***** Given data *****

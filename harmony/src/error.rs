use harmony_http::{Error as HttpError, Ratelimited};
use harmony_models::permissions::Permissions;
use serde_json::Error as SerdeError;
use std::{
    error::Error as StdError,
    fmt::{Display, Formatter, Result as FmtResult},
    time::Duration,
};

#[derive(Debug)]
pub struct Error {
    pub(super) source: Option<Box<dyn StdError + Send + Sync>>,
    pub(super) kind: ErrorKind,
}

impl Error {
    pub const fn kind(&self) -> &ErrorKind {
        &self.kind
    }

    pub fn into_source(self) -> Option<Box<dyn StdError + Send + Sync>> {
        self.source
    }

    pub fn into_parts(self) -> (ErrorKind, Option<Box<dyn StdError + Send + Sync>>) {
        (self.kind, self.source)
    }

    pub(crate) fn invalid_argument(reason: impl Into<String>) -> Self {
        Self {
            source: None,
            kind: ErrorKind::InvalidArgument {
                reason: reason.into(),
            },
        }
    }

    pub(crate) fn missing_permissions(missing: Permissions) -> Self {
        Self {
            source: None,
            kind: ErrorKind::PermissionDenied {
                missing: Some(missing),
            },
        }
    }

    /// Refused locally because only the guild owner may do this
    pub(crate) fn owner_only() -> Self {
        Self {
            source: None,
            kind: ErrorKind::PermissionDenied { missing: None },
        }
    }

    pub(crate) fn not_found(what: impl Into<String>) -> Self {
        Self {
            source: None,
            kind: ErrorKind::NotFound { what: what.into() },
        }
    }
}

impl Display for Error {
    fn fmt(&self, f: &mut Formatter<'_>) -> FmtResult {
        match &self.kind {
            ErrorKind::InvalidArgument { reason } => write!(f, "Invalid argument - {}", reason),
            ErrorKind::PermissionDenied { missing: Some(missing) } => {
                write!(f, "Missing permissions - {:?}", missing)
            }
            ErrorKind::PermissionDenied { missing: None } => {
                f.write_str("Permission denied")
            }
            ErrorKind::RateLimited {
                retry_after: Some(retry_after),
            } => write!(f, "Rate limited - retry after {}ms", retry_after.as_millis()),
            ErrorKind::RateLimited { retry_after: None } => f.write_str("Rate limited"),
            ErrorKind::NotFound { what } => write!(f, "Not found - {}", what),
            ErrorKind::Network => match &self.source {
                Some(source) => write!(f, "Network error - {}", source),
                None => f.write_str("Network error"),
            },
            ErrorKind::Remote => match &self.source {
                Some(source) => write!(f, "Remote fault - {}", source),
                None => f.write_str("Remote fault"),
            },
        }
    }
}

impl StdError for Error {
    fn source(&self) -> Option<&(dyn StdError + 'static)> {
        self.source
            .as_ref()
            .map(|source| &**source as &(dyn StdError + 'static))
    }
}

#[derive(Debug, Clone, PartialEq, Eq)]
pub enum ErrorKind {
    /// Local validation failed, nothing was sent
    InvalidArgument { reason: String },
    /// `missing` is set when the local pre-check found absent permissions, `None` when
    /// the server refused or the call is reserved to the owner
    PermissionDenied { missing: Option<Permissions> },
    RateLimited { retry_after: Option<Duration> },
    NotFound { what: String },
    Network,
    Remote,
}

impl From<Ratelimited> for Error {
    fn from(err: Ratelimited) -> Self {
        Self {
            kind: ErrorKind::RateLimited {
                retry_after: err.retry_after,
            },
            source: Some(Box::new(err)),
        }
    }
}

impl From<HttpError> for Error {
    fn from(err: HttpError) -> Self {
        let kind = match &err {
            HttpError::RateLimited { retry_after, .. } => ErrorKind::RateLimited {
                retry_after: *retry_after,
            },
            HttpError::Forbidden => ErrorKind::PermissionDenied { missing: None },
            HttpError::NotFound => ErrorKind::NotFound {
                what: "remote resource".into(),
            },
            HttpError::BuildingRequest(_) | HttpError::Request(_) | HttpError::Timeout => {
                ErrorKind::Network
            }
            HttpError::Parsing(_) | HttpError::APIError(_) => ErrorKind::Remote,
        };
        Self {
            source: Some(Box::new(err)),
            kind,
        }
    }
}

impl From<SerdeError> for Error {
    fn from(err: SerdeError) -> Self {
        Self {
            source: Some(Box::new(err)),
            kind: ErrorKind::Remote,
        }
    }
}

*****

* Problem statement
Lines holding the string "fault" must be copied out of the entries above.

* Solution to this exercise
                Some(source) => write!(f, "Remote fault - {}", source),
                None => f.write_str("Remote fault"),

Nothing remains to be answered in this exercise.